A Picture May Say a Thousand Words, but the New Atlas of Global Conservation Speaks Volumes

How do you put global biodiversity loss into perspective? With images, of course.  “The Atlas of Global Conservation,” filled with full-color maps, graphics and essays overcomes boundaries and borders, pulling into a single accessible atlas the often precarious state of nearly every habitat on earth.

How do you put global biodiversity loss into perspective? With images, of course.   “The Atlas of Global Conservation,” filled with full-color maps, graphics and essays overcomes boundaries and borders, pulling into a single accessible atlas the often precarious state of nearly every habitat on earth.

7 January 2011 | The Nature Conservancy’s new book, “The Atlas of Global Conservation” offers an unblinking look at the current crises of biodiversity loss. Rich with graphic detail, the atlas allows readers to visually understand projects within a greater context, framing industries, nations and missions. Focused on habitats, species, and change, this atlas, edited by Jennifer L. Molnar, allows readers, particularly those working in the field of global conservation, to explore available mitigation options. It places these options into a global context within the worldwide ecosystem services crisis.
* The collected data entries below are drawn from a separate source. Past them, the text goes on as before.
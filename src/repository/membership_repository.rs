use async_trait::async_trait;
use chrono::{DateTime, NaiveDateTime, Utc};
use sqlx::{FromRow, SqliteConnection, SqlitePool};
use uuid::Uuid;

use crate::{
    domain::{
        BillingInterval, CreatePlanRequest, MembershipPlan, MembershipSubscription,
        SubscriptionPaymentStatus, SubscriptionStatus,
    },
    error::{AppError, Result},
    repository::MembershipRepository,
};

const SUBSCRIPTION_COLUMNS: &str = r#"
    id, club_id, user_id, plan_id, status, payment_status, price_cents,
    billing_interval, checkout_session_id, stripe_subscription_id,
    stripe_customer_id, created_at, updated_at
"#;

#[derive(FromRow)]
struct PlanRow {
    id: String,
    club_id: String,
    name: String,
    price_cents: i64,
    billing_interval: String,
    is_active: i64,
    created_at: NaiveDateTime,
    updated_at: NaiveDateTime,
}

#[derive(FromRow)]
struct SubscriptionRow {
    id: String,
    club_id: String,
    user_id: String,
    plan_id: String,
    status: String,
    payment_status: String,
    price_cents: i64,
    billing_interval: String,
    checkout_session_id: String,
    stripe_subscription_id: Option<String>,
    stripe_customer_id: Option<String>,
    created_at: NaiveDateTime,
    updated_at: NaiveDateTime,
}

pub struct SqliteMembershipRepository {
    pool: SqlitePool,
}

impl SqliteMembershipRepository {
    pub fn new(pool: SqlitePool) -> Self {
        Self { pool }
    }

    fn row_to_plan(row: PlanRow) -> Result<MembershipPlan> {
        Ok(MembershipPlan {
            id: parse_uuid(&row.id)?,
            club_id: parse_uuid(&row.club_id)?,
            name: row.name,
            price_cents: row.price_cents,
            billing_interval: parse_interval(&row.billing_interval)?,
            is_active: row.is_active != 0,
            created_at: DateTime::from_naive_utc_and_offset(row.created_at, Utc),
            updated_at: DateTime::from_naive_utc_and_offset(row.updated_at, Utc),
        })
    }
}

fn parse_uuid(value: &str) -> Result<Uuid> {
    Uuid::parse_str(value).map_err(|e| AppError::Database(e.to_string()))
}

fn parse_interval(value: &str) -> Result<BillingInterval> {
    BillingInterval::from_str(value)
        .ok_or_else(|| AppError::Database(format!("Invalid billing interval: {}", value)))
}

fn row_to_subscription(row: SubscriptionRow) -> Result<MembershipSubscription> {
    Ok(MembershipSubscription {
        id: parse_uuid(&row.id)?,
        club_id: parse_uuid(&row.club_id)?,
        user_id: parse_uuid(&row.user_id)?,
        plan_id: parse_uuid(&row.plan_id)?,
        status: SubscriptionStatus::from_str(&row.status)
            .ok_or_else(|| AppError::Database(format!("Invalid subscription status: {}", row.status)))?,
        payment_status: SubscriptionPaymentStatus::from_str(&row.payment_status).ok_or_else(|| {
            AppError::Database(format!("Invalid payment status: {}", row.payment_status))
        })?,
        price_cents: row.price_cents,
        billing_interval: parse_interval(&row.billing_interval)?,
        checkout_session_id: row.checkout_session_id,
        stripe_subscription_id: row.stripe_subscription_id,
        stripe_customer_id: row.stripe_customer_id,
        created_at: DateTime::from_naive_utc_and_offset(row.created_at, Utc),
        updated_at: DateTime::from_naive_utc_and_offset(row.updated_at, Utc),
    })
}

pub(crate) async fn load_subscription(
    conn: &mut SqliteConnection,
    id: Uuid,
) -> Result<Option<MembershipSubscription>> {
    let row = sqlx::query_as::<_, SubscriptionRow>(&format!(
        "SELECT {} FROM membership_subscriptions WHERE id = ?",
        SUBSCRIPTION_COLUMNS
    ))
    .bind(id.to_string())
    .fetch_optional(&mut *conn)
    .await?;

    row.map(row_to_subscription).transpose()
}

pub(crate) async fn subscription_by_stripe_id(
    conn: &mut SqliteConnection,
    stripe_subscription_id: &str,
) -> Result<Option<MembershipSubscription>> {
    let row = sqlx::query_as::<_, SubscriptionRow>(&format!(
        "SELECT {} FROM membership_subscriptions WHERE stripe_subscription_id = ?",
        SUBSCRIPTION_COLUMNS
    ))
    .bind(stripe_subscription_id)
    .fetch_optional(&mut *conn)
    .await?;

    row.map(row_to_subscription).transpose()
}

/// Persist status, payment status and the platform ids of `subscription`.
pub(crate) async fn save_subscription_state(
    conn: &mut SqliteConnection,
    subscription: &MembershipSubscription,
) -> Result<()> {
    sqlx::query(
        r#"
        UPDATE membership_subscriptions
        SET status = ?,
            payment_status = ?,
            stripe_subscription_id = ?,
            stripe_customer_id = ?,
            updated_at = ?
        WHERE id = ?
        "#,
    )
    .bind(subscription.status.as_str())
    .bind(subscription.payment_status.as_str())
    .bind(&subscription.stripe_subscription_id)
    .bind(&subscription.stripe_customer_id)
    .bind(subscription.updated_at.naive_utc())
    .bind(subscription.id.to_string())
    .execute(&mut *conn)
    .await?;

    Ok(())
}

#[async_trait]
impl MembershipRepository for SqliteMembershipRepository {
    async fn create_plan(
        &self,
        club_id: Uuid,
        request: CreatePlanRequest,
        interval: BillingInterval,
    ) -> Result<MembershipPlan> {
        let id = Uuid::new_v4();
        let now = Utc::now().naive_utc();

        sqlx::query(
            r#"
            INSERT INTO membership_plans (
                id, club_id, name, price_cents, billing_interval, is_active, created_at, updated_at
            ) VALUES (?, ?, ?, ?, ?, 1, ?, ?)
            "#,
        )
        .bind(id.to_string())
        .bind(club_id.to_string())
        .bind(request.name.trim())
        .bind(request.price_cents)
        .bind(interval.as_str())
        .bind(now)
        .bind(now)
        .execute(&self.pool)
        .await?;

        self.find_plan(id)
            .await?
            .ok_or_else(|| AppError::Database("Failed to retrieve created plan".to_string()))
    }

    async fn find_plan(&self, id: Uuid) -> Result<Option<MembershipPlan>> {
        let row = sqlx::query_as::<_, PlanRow>(
            r#"
            SELECT id, club_id, name, price_cents, billing_interval, is_active, created_at, updated_at
            FROM membership_plans
            WHERE id = ?
            "#,
        )
        .bind(id.to_string())
        .fetch_optional(&self.pool)
        .await?;

        row.map(Self::row_to_plan).transpose()
    }

    async fn list_plans(&self, club_id: Uuid) -> Result<Vec<MembershipPlan>> {
        let rows = sqlx::query_as::<_, PlanRow>(
            r#"
            SELECT id, club_id, name, price_cents, billing_interval, is_active, created_at, updated_at
            FROM membership_plans
            WHERE club_id = ? AND is_active = 1
            ORDER BY price_cents ASC
            "#,
        )
        .bind(club_id.to_string())
        .fetch_all(&self.pool)
        .await?;

        rows.into_iter().map(Self::row_to_plan).collect()
    }

    async fn create_subscription(
        &self,
        subscription: MembershipSubscription,
    ) -> Result<MembershipSubscription> {
        sqlx::query(
            r#"
            INSERT INTO membership_subscriptions (
                id, club_id, user_id, plan_id, status, payment_status, price_cents,
                billing_interval, checkout_session_id, stripe_subscription_id,
                stripe_customer_id, created_at, updated_at
            ) VALUES (?, ?, ?, ?, ?, ?, ?, ?, ?, ?, ?, ?, ?)
            "#,
        )
        .bind(subscription.id.to_string())
        .bind(subscription.club_id.to_string())
        .bind(subscription.user_id.to_string())
        .bind(subscription.plan_id.to_string())
        .bind(subscription.status.as_str())
        .bind(subscription.payment_status.as_str())
        .bind(subscription.price_cents)
        .bind(subscription.billing_interval.as_str())
        .bind(&subscription.checkout_session_id)
        .bind(&subscription.stripe_subscription_id)
        .bind(&subscription.stripe_customer_id)
        .bind(subscription.created_at.naive_utc())
        .bind(subscription.updated_at.naive_utc())
        .execute(&self.pool)
        .await?;

        self.find_subscription(subscription.id)
            .await?
            .ok_or_else(|| AppError::Database("Failed to retrieve created subscription".to_string()))
    }

    async fn find_subscription(&self, id: Uuid) -> Result<Option<MembershipSubscription>> {
        let mut conn = self.pool.acquire().await?;
        load_subscription(&mut conn, id).await
    }

    async fn list_subscriptions_for_user(&self, user_id: Uuid) -> Result<Vec<MembershipSubscription>> {
        let rows = sqlx::query_as::<_, SubscriptionRow>(&format!(
            "SELECT {} FROM membership_subscriptions WHERE user_id = ? ORDER BY created_at DESC",
            SUBSCRIPTION_COLUMNS
        ))
        .bind(user_id.to_string())
        .fetch_all(&self.pool)
        .await?;

        rows.into_iter().map(row_to_subscription).collect()
    }

    async fn mark_canceled(&self, id: Uuid) -> Result<MembershipSubscription> {
        let mut tx = self.pool.begin().await?;
        let mut subscription = load_subscription(&mut tx, id)
            .await?
            .ok_or_else(|| AppError::NotFound("Subscription not found".to_string()))?;

        if subscription.status != SubscriptionStatus::Canceled {
            subscription.status = SubscriptionStatus::Canceled;
            subscription.updated_at = Utc::now();
            save_subscription_state(&mut tx, &subscription).await?;
        }

        tx.commit().await?;
        Ok(subscription)
    }
}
Small picture vignettes display specific conservation issues. Short personal stories by conservation leaders provide insights into specific topics. And outstanding graphics illustrate the scope of the global ecosystem services crisis.

A World of Change

In the chapter I found most useful, titled “A World of Change”, Martin Wikelski and David S. Wiclove use data to clearly display the conflict between man’s consuming nature and its repercussions on our planet’s health.   The chapter juxtaposes the reality that while more than one out of every five individuals on Earth lacked safe drinking water last year, people from other nations with very different standards of living – the US, India, and China — consume the most water globally, averaging between 300-646 billion cubic meters per person per year.  

The chapter also provides a strong depiction of increased global temperatures and their association with climate disruption. It documents how temperatures increased by only 0.74˚C over the past 100 years.   And it illustrates how temperatures are expected to escalate by more than twice that amount, between 0.4˚C to 1.0˚C, in the next twenty years alone.  
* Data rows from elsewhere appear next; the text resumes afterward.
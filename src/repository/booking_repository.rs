use async_trait::async_trait;
use chrono::{DateTime, NaiveDate, NaiveDateTime, Utc};
use sqlx::{FromRow, SqliteConnection, SqlitePool};
use uuid::Uuid;

use crate::{
    domain::{time_from_minutes, Booking, BookingStatus, NewBooking},
    error::{AppError, Result},
    repository::{with_retries, BookingRepository, DEFAULT_TRANSACTION_RETRIES},
};

const BOOKING_COLUMNS: &str = r#"
    id, club_id, court_id, booking_date, start_minute, end_minute, user_id,
    display_name, notes, cost_cents, status, paid, payment_in_progress,
    payment_method, payment_reference, last_payment_error, created_at,
    payment_attempted_at, payment_completed_at, updated_at
"#;

#[derive(FromRow)]
struct BookingRow {
    id: String,
    club_id: String,
    court_id: String,
    booking_date: String,
    start_minute: i64,
    end_minute: i64,
    user_id: String,
    display_name: String,
    notes: Option<String>,
    cost_cents: i64,
    status: String,
    paid: i64,
    payment_in_progress: i64,
    payment_method: Option<String>,
    payment_reference: Option<String>,
    last_payment_error: Option<String>,
    created_at: NaiveDateTime,
    payment_attempted_at: Option<NaiveDateTime>,
    payment_completed_at: Option<NaiveDateTime>,
    updated_at: NaiveDateTime,
}

pub struct SqliteBookingRepository {
    pool: SqlitePool,
    retries: u32,
}

impl SqliteBookingRepository {
    pub fn new(pool: SqlitePool) -> Self {
        Self {
            pool,
            retries: DEFAULT_TRANSACTION_RETRIES,
        }
    }

    pub fn with_retries(mut self, retries: u32) -> Self {
        self.retries = retries;
        self
    }

    async fn try_create(&self, new: &NewBooking) -> Result<Booking> {
        let mut tx = self.pool.begin().await?;

        let existing = confirmed_for_day(&mut tx, new.club_id, new.court_id, new.date).await?;
        if let Some(clash) = existing.iter().find(|b| b.slot().overlaps(&new.slot)) {
            tracing::info!(
                club_id = %new.club_id,
                court_id = %new.court_id,
                date = %new.date,
                existing = %clash.id,
                "Rejected overlapping booking"
            );
            return Err(AppError::SlotConflict);
        }

        let now = Utc::now().naive_utc();
        sqlx::query(
            r#"
            INSERT INTO bookings (
                id, club_id, court_id, booking_date, start_minute, end_minute,
                user_id, display_name, notes, cost_cents, status, paid,
                payment_in_progress, created_at, updated_at
            ) VALUES (?, ?, ?, ?, ?, ?, ?, ?, ?, ?, ?, 0, 0, ?, ?)
            "#,
        )
        .bind(&new.id)
        .bind(new.club_id.to_string())
        .bind(new.court_id.to_string())
        .bind(new.date.to_string())
        .bind(new.slot.start_minute())
        .bind(new.slot.end_minute())
        .bind(new.user_id.to_string())
        .bind(&new.display_name)
        .bind(&new.notes)
        .bind(new.cost_cents)
        .bind(BookingStatus::Confirmed.as_str())
        .bind(now)
        .bind(now)
        .execute(&mut *tx)
        .await?;

        let booking = load_booking(&mut tx, &new.id)
            .await?
            .ok_or_else(|| AppError::Database("Failed to retrieve created booking".to_string()))?;

        tx.commit().await?;
        Ok(booking)
    }

    /// Load, mutate and save a booking inside one transaction, retrying on
    /// contention. `transition` sees the current row, so its checks are
    /// evaluated against committed state.
    async fn transition<F>(&self, id: &str, transition: F) -> Result<Booking>
    where
        F: Fn(&mut Booking) -> Result<()> + Send + Sync,
    {
        let pool = &self.pool;
        let transition = &transition;
        with_retries(self.retries, || async move {
            let mut tx = pool.begin().await?;
            let mut booking = load_booking(&mut tx, id)
                .await?
                .ok_or_else(|| AppError::NotFound("Booking not found".to_string()))?;
            transition(&mut booking)?;
            save_payment_state(&mut tx, &booking).await?;
            tx.commit().await?;
            Ok(booking)
        })
        .await
    }
}

fn parse_uuid(value: &str) -> Result<Uuid> {
    Uuid::parse_str(value).map_err(|e| AppError::Database(e.to_string()))
}

fn row_to_booking(row: BookingRow) -> Result<Booking> {
    let to_utc = |dt: NaiveDateTime| DateTime::from_naive_utc_and_offset(dt, Utc);
    Ok(Booking {
        club_id: parse_uuid(&row.club_id)?,
        court_id: parse_uuid(&row.court_id)?,
        date: NaiveDate::parse_from_str(&row.booking_date, "%Y-%m-%d")
            .map_err(|e| AppError::Database(format!("Invalid booking date: {}", e)))?,
        start_time: time_from_minutes(row.start_minute)
            .ok_or_else(|| AppError::Database(format!("Invalid start minute: {}", row.start_minute)))?,
        end_time: time_from_minutes(row.end_minute)
            .ok_or_else(|| AppError::Database(format!("Invalid end minute: {}", row.end_minute)))?,
        user_id: parse_uuid(&row.user_id)?,
        status: BookingStatus::from_str(&row.status)
            .ok_or_else(|| AppError::Database(format!("Invalid booking status: {}", row.status)))?,
        id: row.id,
        display_name: row.display_name,
        notes: row.notes,
        cost_cents: row.cost_cents,
        paid: row.paid != 0,
        payment_in_progress: row.payment_in_progress != 0,
        payment_method: row.payment_method,
        payment_reference: row.payment_reference,
        last_payment_error: row.last_payment_error,
        created_at: to_utc(row.created_at),
        payment_attempted_at: row.payment_attempted_at.map(to_utc),
        payment_completed_at: row.payment_completed_at.map(to_utc),
        updated_at: to_utc(row.updated_at),
    })
}

pub(crate) async fn load_booking(conn: &mut SqliteConnection, id: &str) -> Result<Option<Booking>> {
    let row = sqlx::query_as::<_, BookingRow>(&format!(
        "SELECT {} FROM bookings WHERE id = ?",
        BOOKING_COLUMNS
    ))
    .bind(id)
    .fetch_optional(&mut *conn)
    .await?;

    row.map(row_to_booking).transpose()
}

async fn confirmed_for_day(
    conn: &mut SqliteConnection,
    club_id: Uuid,
    court_id: Uuid,
    date: NaiveDate,
) -> Result<Vec<Booking>> {
    let rows = sqlx::query_as::<_, BookingRow>(&format!(
        r#"
        SELECT {} FROM bookings
        WHERE club_id = ? AND court_id = ? AND booking_date = ? AND status = ?
        ORDER BY start_minute ASC
        "#,
        BOOKING_COLUMNS
    ))
    .bind(club_id.to_string())
    .bind(court_id.to_string())
    .bind(date.to_string())
    .bind(BookingStatus::Confirmed.as_str())
    .fetch_all(&mut *conn)
    .await?;

    rows.into_iter().map(row_to_booking).collect()
}

/// Whether `booking`'s slot is clear of every other confirmed booking on
/// its court and day.
pub(crate) async fn slot_is_free(conn: &mut SqliteConnection, booking: &Booking) -> Result<bool> {
    let existing = confirmed_for_day(conn, booking.club_id, booking.court_id, booking.date).await?;
    Ok(!existing
        .iter()
        .any(|other| other.id != booking.id && other.slot().overlaps(&booking.slot())))
}

/// Persist the status and payment fields of `booking`.
pub(crate) async fn save_payment_state(conn: &mut SqliteConnection, booking: &Booking) -> Result<()> {
    sqlx::query(
        r#"
        UPDATE bookings
        SET status = ?,
            paid = ?,
            payment_in_progress = ?,
            payment_method = ?,
            payment_reference = ?,
            last_payment_error = ?,
            payment_attempted_at = ?,
            payment_completed_at = ?,
            updated_at = ?
        WHERE id = ?
        "#,
    )
    .bind(booking.status.as_str())
    .bind(booking.paid)
    .bind(booking.payment_in_progress)
    .bind(&booking.payment_method)
    .bind(&booking.payment_reference)
    .bind(&booking.last_payment_error)
    .bind(booking.payment_attempted_at.map(|dt| dt.naive_utc()))
    .bind(booking.payment_completed_at.map(|dt| dt.naive_utc()))
    .bind(booking.updated_at.naive_utc())
    .bind(&booking.id)
    .execute(&mut *conn)
    .await?;

    Ok(())
}

#[async_trait]
impl BookingRepository for SqliteBookingRepository {
    async fn create_confirmed(&self, booking: NewBooking) -> Result<Booking> {
        let booking = &booking;
        with_retries(self.retries, || self.try_create(booking)).await
    }

    async fn find_by_id(&self, id: &str) -> Result<Option<Booking>> {
        let mut conn = self.pool.acquire().await?;
        load_booking(&mut conn, id).await
    }

    async fn list_confirmed_for_day(
        &self,
        club_id: Uuid,
        court_id: Uuid,
        date: NaiveDate,
    ) -> Result<Vec<Booking>> {
        let mut conn = self.pool.acquire().await?;
        confirmed_for_day(&mut conn, club_id, court_id, date).await
    }

    async fn begin_payment(&self, id: &str) -> Result<Booking> {
        self.transition(id, |booking| booking.begin_payment(Utc::now()))
            .await
    }

    async fn complete_payment(
        &self,
        id: &str,
        method: &str,
        reference: Option<&str>,
    ) -> Result<Booking> {
        self.transition(id, |booking| {
            booking.complete_payment(method, reference, Utc::now())
        })
        .await
    }

    async fn fail_payment(&self, id: &str, reason: &str) -> Result<Booking> {
        self.transition(id, |booking| booking.fail_payment(reason, Utc::now()))
            .await
    }

    async fn release_stale_payments(&self, cutoff: DateTime<Utc>) -> Result<u64> {
        let now = Utc::now().naive_utc();
        let result = sqlx::query(
            r#"
            UPDATE bookings
            SET payment_in_progress = 0,
                last_payment_error = 'Payment attempt expired',
                updated_at = ?
            WHERE payment_in_progress = 1
              AND paid = 0
              AND payment_attempted_at < ?
            "#,
        )
        .bind(now)
        .bind(cutoff.naive_utc())
        .execute(&self.pool)
        .await?;

        Ok(result.rows_affected())
    }
}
Local actions with global impacts

Interlocking themes and activities proposed for project developers link this to the next chapter, “Habitat Loss,” and mirror the book’s overall message that individual impacts on nature have interlocking and global impacts. Readers can view conservation and reforestation activities in Brazil’s Atlantic forest and the US Mississippi Alluvial Valley.   They can see how mitigation strategies counteract climatic disruption. And they can make the connection between activities that mitigate climate change and their accompanying benefit for habitat gain. Pages focused on illegal wildlife trade, meanwhile, graphically illustrate how these sales cross political boundaries to sell entire species into extinction. Finally, pages devoted to disappearing glaciers offer graphic representation of snowmelt changes worldwide. Their analysis of weather patterns dating back to 1975 and weather forecasts extending to 2040 illustrate that climate disruption   will cause the majority of the Northern Hemisphere to experience snowmelts one-to-three weeks earlier than they do today.

“The Atlas of Global Conservation” offers an illustrated guide that demonstrates and puts in context of the global ecosystem services crisis we now face. Through maps, analysis and insights it provides tools for regional, national and worldwide ecosystem service maintenance and strategies for improvement.